SEATTLE — Once-a-year evaluations aren’t enough to help teachers improve, says a report by the Bill & Melinda Gates Foundation.

I agree heartily with the central assertion of the report being referred to here, in general principal, with the sole reservation that the devil is in the details of how more frequent observation would be conducted and how it would be used. The article goes on to give at least some details, which I will assume accurately reflect the main points of the report. I am pleasantly surprised that this study was conducted under the auspices of the Bill & Melinda Gates Foundation. I am suspicious of the agendas of Billionaires Bearing Gifts.

… School districts using infrequent classroom observations to decide who are their best – and their worst – teachers could be making some big mistakes, according to the second part of a multi-year study from the foundation.

This journalist, like most of his ilk, talks about how infrequent observations can be a mistake for the district, but what about the teachers? No one really likes to be observed. It is an interruption and a distraction. Nevertheless, the experienced teacher comes to realize that more frequent observations, well and reasonably done, fairly and constructively employed, can be his friend. Of course more frequent observation will document poor teachers, and a history of poor performance can be just cause for non-renewing even a continuing-contract teacher, but can also document that teachers are doing their jobs. A union is not acting in the best interest of its members if it knee-jerk opposes any and all evaluation.

Good teacher evaluations require multiple nuanced observations by trained evaluators. Those results should be combined with other measures, such as student test scores and classroom surveys, to gather enough information to both evaluate teachers and help them improve, the researchers found after nationwide experiments involving thousands of teachers.

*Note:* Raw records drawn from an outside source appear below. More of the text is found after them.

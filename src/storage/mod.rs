//! Volume-prefixed console paths and the storage contract consumed by the
//! classifier and the plugin list store.
//!
//! On the console every path carries a volume prefix (`ms0:/...` for the
//! memory stick, `ef0:/...` for the internal flash of the Go). The launcher
//! only ever inspects that prefix tag; everything after it is opaque. The
//! [`Storage`] trait abstracts the firmware I/O primitives so the same logic
//! runs against a host directory tree ([`DirStorage`]) in tools and tests.

use camino::{Utf8Path, Utf8PathBuf};
use std::fs::{self, File};
use std::io::{self, Read, Seek, SeekFrom};

/// Memory stick volume prefix tag.
pub const MS0_PREFIX: &str = "ms0:";

/// Internal flash (PSP Go) volume prefix tag.
pub const EF0_PREFIX: &str = "ef0:";

/// Physical volume a console path lives on, derived from its 4-byte prefix tag.
#[derive(Debug, Clone, Copy, PartialEq, Eq)]
pub enum Volume {
    Ms0,
    Ef0,
    /// Any other prefix (`flash0:`, `disc0:`, ...). The launcher treats these
    /// like the memory stick for run-level selection.
    Other,
}

/// Determine the volume of a console path from its prefix tag.
///
/// Only the first four bytes are compared, matching the firmware convention
/// of tagging volumes with fixed 4-byte prefixes.
pub fn volume_of(path: &str) -> Volume {
    let tag = path.get(..4).unwrap_or("");
    if tag.eq_ignore_ascii_case(MS0_PREFIX) {
        Volume::Ms0
    } else if tag.eq_ignore_ascii_case(EF0_PREFIX) {
        Volume::Ef0
    } else {
        Volume::Other
    }
}

/// Storage primitives consumed by the launcher core.
///
/// Paths are volume-prefixed strings (`"<volume>:/..."`). Implementations are
/// synchronous; all I/O is treated as bounded and local.
pub trait Storage {
    /// Whether a file exists at `path`.
    fn exists(&self, path: &str) -> bool;

    /// Read the whole file at `path`.
    fn read(&self, path: &str) -> io::Result<Vec<u8>>;

    /// Read up to `len` bytes starting at `offset`. Short files return
    /// whatever is there past the offset, possibly nothing.
    fn read_at(&self, path: &str, offset: u64, len: usize) -> io::Result<Vec<u8>>;

    /// Create or truncate the file at `path` and write `contents` to it.
    fn write(&self, path: &str, contents: &[u8]) -> io::Result<()>;

    /// First four bytes of the file as a little-endian word, if readable.
    fn magic_u32(&self, path: &str) -> Option<u32> {
        let bytes = self.read_at(path, 0, 4).ok()?;
        if bytes.len() < 4 {
            return None;
        }
        Some(u32::from_le_bytes([bytes[0], bytes[1], bytes[2], bytes[3]]))
    }
}

/// Host-directory backed storage.
///
/// Each volume prefix maps to a directory under the mount root, so
/// `ms0:/SEPLUGINS/PLUGINS.TXT` resolves to `<root>/ms0/SEPLUGINS/PLUGINS.TXT`.
/// A missing volume directory behaves like a missing memory stick: reads fail,
/// `exists` reports false.
#[derive(Debug, Clone)]
pub struct DirStorage {
    root: Utf8PathBuf,
}

impl DirStorage {
    pub fn new<P: AsRef<Utf8Path>>(root: P) -> Self {
        Self {
            root: root.as_ref().to_path_buf(),
        }
    }

    pub fn root(&self) -> &Utf8Path {
        &self.root
    }

    /// Map a volume-prefixed console path onto the host tree.
    ///
    /// Returns `None` for strings without a `<volume>:/` prefix.
    fn host_path(&self, path: &str) -> Option<Utf8PathBuf> {
        let (volume, rest) = path.split_once(":/")?;
        if volume.is_empty() || volume.contains('/') {
            return None;
        }
        Some(self.root.join(volume.to_ascii_lowercase()).join(rest))
    }
}

impl Storage for DirStorage {
    fn exists(&self, path: &str) -> bool {
        self.host_path(path).is_some_and(|p| p.is_file())
    }

    fn read(&self, path: &str) -> io::Result<Vec<u8>> {
        let host = self
            .host_path(path)
            .ok_or_else(|| io::Error::new(io::ErrorKind::InvalidInput, format!("not a volume path: {path}")))?;
        fs::read(host)
    }

    fn read_at(&self, path: &str, offset: u64, len: usize) -> io::Result<Vec<u8>> {
        let host = self
            .host_path(path)
            .ok_or_else(|| io::Error::new(io::ErrorKind::InvalidInput, format!("not a volume path: {path}")))?;
        let mut file = File::open(host)?;
        file.seek(SeekFrom::Start(offset))?;
        let mut buf = Vec::with_capacity(len.min(64 * 1024));
        file.take(len as u64).read_to_end(&mut buf)?;
        Ok(buf)
    }

    fn write(&self, path: &str, contents: &[u8]) -> io::Result<()> {
        let host = self
            .host_path(path)
            .ok_or_else(|| io::Error::new(io::ErrorKind::InvalidInput, format!("not a volume path: {path}")))?;
        if let Some(parent) = host.parent() {
            fs::create_dir_all(parent)?;
        }
        fs::write(host, contents)
    }
}

#[cfg(test)]
mod tests {
    use super::*;
    use tempfile::TempDir;

    fn storage() -> (DirStorage, TempDir) {
        let temp = TempDir::new().unwrap();
        let root = Utf8PathBuf::try_from(temp.path().to_path_buf()).unwrap();
        (DirStorage::new(&root), temp)
    }

    #[test]
    fn test_volume_of_prefix_tags() {
        assert_eq!(volume_of("ms0:/PSP/GAME/APP/EBOOT.PBP"), Volume::Ms0);
        assert_eq!(volume_of("MS0:/PSP/GAME/APP/EBOOT.PBP"), Volume::Ms0);
        assert_eq!(volume_of("ef0:/PSP/GAME/APP/EBOOT.PBP"), Volume::Ef0);
        assert_eq!(volume_of("flash0:/kd/x.prx"), Volume::Other);
        assert_eq!(volume_of("ms"), Volume::Other);
    }

    #[test]
    fn test_write_then_read() {
        let (storage, _temp) = storage();
        storage
            .write("ms0:/SEPLUGINS/PLUGINS.TXT", b"hello\n")
            .unwrap();
        assert!(storage.exists("ms0:/SEPLUGINS/PLUGINS.TXT"));
        assert_eq!(storage.read("ms0:/SEPLUGINS/PLUGINS.TXT").unwrap(), b"hello\n");
    }

    #[test]
    fn test_read_at_clamps_to_file_end() {
        let (storage, _temp) = storage();
        storage.write("ms0:/a.bin", b"0123456789").unwrap();
        assert_eq!(storage.read_at("ms0:/a.bin", 4, 3).unwrap(), b"456");
        assert_eq!(storage.read_at("ms0:/a.bin", 8, 100).unwrap(), b"89");
        assert!(storage.read_at("ms0:/a.bin", 50, 4).unwrap().is_empty());
    }

    #[test]
    fn test_missing_volume_behaves_like_missing_media() {
        let (storage, _temp) = storage();
        assert!(!storage.exists("ef0:/SEPLUGINS/PLUGINS.TXT"));
        assert!(storage.read("ef0:/SEPLUGINS/PLUGINS.TXT").is_err());
    }

    #[test]
    fn test_magic_u32() {
        let (storage, _temp) = storage();
        storage.write("ms0:/e.bin", &[0x7F, b'E', b'L', b'F', 0x01]).unwrap();
        assert_eq!(storage.magic_u32("ms0:/e.bin"), Some(0x464C_457F));
        storage.write("ms0:/short.bin", &[0x7F, b'E']).unwrap();
        assert_eq!(storage.magic_u32("ms0:/short.bin"), None);
        assert_eq!(storage.magic_u32("ms0:/absent.bin"), None);
    }

    #[test]
    fn test_bare_path_is_rejected() {
        let (storage, _temp) = storage();
        assert!(!storage.exists("no-volume-prefix.txt"));
        assert!(storage.read("no-volume-prefix.txt").is_err());
    }
}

Operative terms here are “nuanced [italics mine] observations.” Much Reformist rhetoric suggests a blunt instrument approach, one size fits all. Would that teaching and what goes on in a classroom were so simple. Teaching is a complex pursuit, although many people who have never done it do not believe so. Every day is different. Every combination of kids in a room is different. The content of every lesson makes its own demands. Another operative term is trained evaluators. Evaluation is at once a science, an art, and a craft. Good performance and bad alike are complex sets of behaviors, effective, more-or-less effective, and obviously negative. An evaluator must know what he is looking for and what he is looking at. Tests are one part of a larger whole, and not the most important part, I think. If this report is indeed research based rather than ideology based, it is miles ahead of most Reformist fare.

The most common teacher evaluation method used by school districts today – a single classroom observation once every few years – has only a 33 percent chance of resulting in an accurate assessment of a teacher, the researchers found.

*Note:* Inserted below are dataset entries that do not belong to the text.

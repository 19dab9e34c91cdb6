//! Deciding what kind of payload a packaged executable holds.
//!
//! Classification reads the container header, pulls the `CATEGORY` tag out of
//! the parameter block and maps it to a launch strategy. Anything that cannot
//! be read or decoded degrades to [`EbootKind::Unknown`] instead of failing;
//! callers must handle `Unknown` explicitly.

use super::{Eboot, Section};
use crate::eboot::sfo::SfoTable;
use crate::storage::Storage;
use std::fmt;

/// Category tags as 2-byte little-endian values.
const CAT_HOMEBREW: u16 = u16::from_le_bytes(*b"MG");
const CAT_PSN: u16 = u16::from_le_bytes(*b"EG");
const CAT_PS1: u16 = u16::from_le_bytes(*b"ME");

/// Well-known system updater locations. A path matching one of these is an
/// updater regardless of what (if anything) is stored there.
pub const UPDATER_PATHS: [&str; 3] = [
    "ms0:/PSP/GAME/UPDATE/EBOOT.PBP",
    "ef0:/PSP/GAME/UPDATE/EBOOT.PBP",
    "ms0:/PSP/APPS/UPDATE/VBOOT.PBP",
];

/// Classification of a packaged executable.
#[derive(Debug, Clone, Copy, PartialEq, Eq)]
pub enum EbootKind {
    /// Unsigned homebrew (category `MG`).
    Homebrew,
    /// Store-purchased title, launched through disc emulation (category `EG`).
    StorePurchased,
    /// PS1 classic running under the legacy-disc emulator (category `ME`).
    LegacyDisc,
    /// System software updater, recognized by path alone.
    Updater,
    /// Anything unreadable, unrecognized or uncategorized.
    Unknown,
}

impl fmt::Display for EbootKind {
    fn fmt(&self, f: &mut fmt::Formatter<'_>) -> fmt::Result {
        let label = match self {
            EbootKind::Homebrew => "HOMEBREW",
            EbootKind::StorePurchased => "PSN",
            EbootKind::LegacyDisc => "POPS",
            EbootKind::Updater => "UPDATER",
            EbootKind::Unknown => "UNKNOWN",
        };
        f.write_str(label)
    }
}

/// Classify the container at `path`.
///
/// Updater paths are matched case-insensitively before any I/O happens. For
/// everything else the parameter block is read and its `CATEGORY` tag mapped;
/// a missing parameter block or an unmapped category yields `Unknown`.
pub fn classify<S: Storage>(storage: &S, path: &str) -> EbootKind {
    if UPDATER_PATHS.iter().any(|p| p.eq_ignore_ascii_case(path)) {
        return EbootKind::Updater;
    }

    let eboot = match Eboot::open(storage, path) {
        Ok(eboot) => eboot,
        Err(err) => {
            tracing::debug!("{path}: unreadable container header: {err}");
            return EbootKind::Unknown;
        }
    };

    let param_len = match eboot.header().section_len(Section::Param) {
        Some(len) if len > 0 => len,
        _ => return EbootKind::Unknown,
    };
    let offset = eboot.header().param_offset as u64;
    let block = match storage.read_at(path, offset, param_len as usize) {
        Ok(block) => block,
        Err(err) => {
            tracing::debug!("{path}: parameter block unreadable: {err}");
            return EbootKind::Unknown;
        }
    };
    let table = match SfoTable::parse(&block) {
        Ok(table) => table,
        Err(err) => {
            tracing::debug!("{path}: parameter block undecodable: {err}");
            return EbootKind::Unknown;
        }
    };

    match table.lookup_u16("CATEGORY") {
        Some(CAT_HOMEBREW) => EbootKind::Homebrew,
        Some(CAT_PSN) => EbootKind::StorePurchased,
        Some(CAT_PS1) => EbootKind::LegacyDisc,
        _ => EbootKind::Unknown,
    }
}

/// Candidate filenames probed under `<base_dir><app>`, in priority order.
/// The last two are update/DLC packages, only probed when asked for.
const CANDIDATE_SUFFIXES: [(&str, bool); 7] = [
    ("%/EBOOT.PBP", false), // 1.50 kernel homebrew
    ("/EBOOT.PBP", false),  // normal EBOOT
    ("/VBOOT.PBP", false),  // ARK EBOOT
    ("/FBOOT.PBP", false),  // TN CEF EBOOT
    ("/WMENU.BIN", false),  // VHBL loader
    ("/PBOOT.PBP", true),   // update package
    ("/PARAM.PBP", true),   // DLC package
];

/// Resolve an application name to a bootable file.
///
/// `app` may already be a full path, in which case it is returned as-is when
/// it exists. Otherwise the candidate filenames are probed in fixed priority
/// order and the first existing one wins. `None` means nothing bootable was
/// found, which is a normal outcome.
pub fn resolve_launch_path<S: Storage>(
    storage: &S,
    base_dir: &str,
    app: &str,
    scan_dlc: bool,
) -> Option<String> {
    if storage.exists(app) {
        return Some(app.to_string());
    }
    for (suffix, dlc_only) in CANDIDATE_SUFFIXES {
        if dlc_only && !scan_dlc {
            continue;
        }
        let candidate = format!("{base_dir}{app}{suffix}");
        if storage.exists(&candidate) {
            return Some(candidate);
        }
    }
    None
}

The single classroom observation a year is inadequate, and it never has been adequate, although until fairly recently, it was the norm. It probably still is standard practice in many districts. It just never occurred that there might be something better. In this one indirect way at least, Reformism may have had a positive, if unintended, benefit. At best, single observation allows the administrator to see only one of approximately 900 high school classroom hours in an academic year. If this were a really representative sample, it might be adequate. But it is not an adequate sample. If the observation is at an appointed time, a teacher will prepare something especially for that time so that he can really strut his stuff. It may be his best, but it won’t be truly representative. If, on the other hand, the observation is at a random time and unannounced, it may catch the teacher on his worst day in his class from hell (which we all have from time to time) and be no more representative than the advance-scheduled observation. The answer is more observations. The more items in a sample, the more likely it will be that variability among the samples will average each other out.

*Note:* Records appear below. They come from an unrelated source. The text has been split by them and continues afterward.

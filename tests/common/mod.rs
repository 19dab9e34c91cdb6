// Shared fixtures for the integration tests: a host-directory mount and
// builders for small but well-formed PBP/SFO blobs.
#![allow(dead_code)]

use arkbooter::DirStorage;
use arkbooter::eboot::{PBP_HEADER_LEN, PBP_MAGIC, sfo::SFO_MAGIC};
use camino::Utf8PathBuf;
use tempfile::TempDir;

/// NUL-terminated UTF-8 SFO value format.
pub const FMT_UTF8: u16 = 0x0204;

pub fn mount() -> (DirStorage, TempDir) {
    let temp = TempDir::new().unwrap();
    let root = Utf8PathBuf::try_from(temp.path().to_path_buf()).unwrap();
    (DirStorage::new(&root), temp)
}

/// Assemble a parameter block from (key, data, format) triples.
pub fn build_sfo(entries: &[(&str, &[u8], u16)]) -> Vec<u8> {
    let count = entries.len();
    let key_table_start = 20 + count * 16;

    let mut keys = Vec::new();
    let mut data = Vec::new();
    let mut index = Vec::new();
    for (key, value, format) in entries {
        let key_offset = keys.len() as u16;
        let data_offset = data.len() as u32;
        keys.extend_from_slice(key.as_bytes());
        keys.push(0);
        data.extend_from_slice(value);

        index.extend_from_slice(&key_offset.to_le_bytes());
        index.extend_from_slice(&format.to_le_bytes());
        index.extend_from_slice(&(value.len() as u32).to_le_bytes());
        index.extend_from_slice(&(value.len() as u32).to_le_bytes());
        index.extend_from_slice(&data_offset.to_le_bytes());
    }
    let data_table_start = key_table_start + keys.len();

    let mut buf = Vec::new();
    buf.extend_from_slice(&SFO_MAGIC.to_le_bytes());
    buf.extend_from_slice(&0x0101u32.to_le_bytes());
    buf.extend_from_slice(&(key_table_start as u32).to_le_bytes());
    buf.extend_from_slice(&(data_table_start as u32).to_le_bytes());
    buf.extend_from_slice(&(count as u32).to_le_bytes());
    buf.extend_from_slice(&index);
    buf.extend_from_slice(&keys);
    buf.extend_from_slice(&data);
    buf
}

/// A container whose only section is the given parameter block. An empty
/// block produces a container with no parameter section at all.
pub fn build_pbp(sfo: &[u8]) -> Vec<u8> {
    let param_offset = PBP_HEADER_LEN as u32;
    let end = param_offset + sfo.len() as u32;

    let mut buf = Vec::new();
    buf.extend_from_slice(&PBP_MAGIC.to_le_bytes());
    buf.extend_from_slice(&0x0001_0000u32.to_le_bytes());
    buf.extend_from_slice(&param_offset.to_le_bytes());
    for _ in 0..7 {
        buf.extend_from_slice(&end.to_le_bytes());
    }
    buf.extend_from_slice(sfo);
    buf
}

/// A container carrying only a CATEGORY tag.
pub fn category_pbp(category: &str) -> Vec<u8> {
    let mut value = category.as_bytes().to_vec();
    value.push(0);
    build_pbp(&build_sfo(&[("CATEGORY", &value, FMT_UTF8)]))
}

/// A container whose section offsets run backwards.
pub fn corrupt_pbp() -> Vec<u8> {
    let mut buf = build_pbp(&build_sfo(&[("CATEGORY", b"MG\0", FMT_UTF8)]));
    // swap param and icon0 offsets
    let icon0 = buf[12..16].to_vec();
    let param = buf[8..12].to_vec();
    buf[8..12].copy_from_slice(&icon0);
    buf[12..16].copy_from_slice(&param);
    buf
}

This confirms what many teachers and their unions have been saying for years: “That when high stakes decisions are being made, school districts should allow for more than one observation,” said Tom Kane, deputy director of the Seattle-based foundation’s education program and leader of the research project.

As I said above, a personnel folder full of good evaluations (and actually, observations are properly only a part of the evaluation process) is your best friend at contract renewal time. It is hard to fire even a new teacher, not yet on continuing contract, who has numerous consistently good reviews. But based on only one observation per year, you are only as good as that last one.

Teachers across the nation are getting too little feedback and are being left alone to figure out what they need to do to improve, says Vicki Phillips, director of the foundation’s education program. If the nation is serious about improving the quality of its teachers, improving evaluation and feedback should be an important element of that effort.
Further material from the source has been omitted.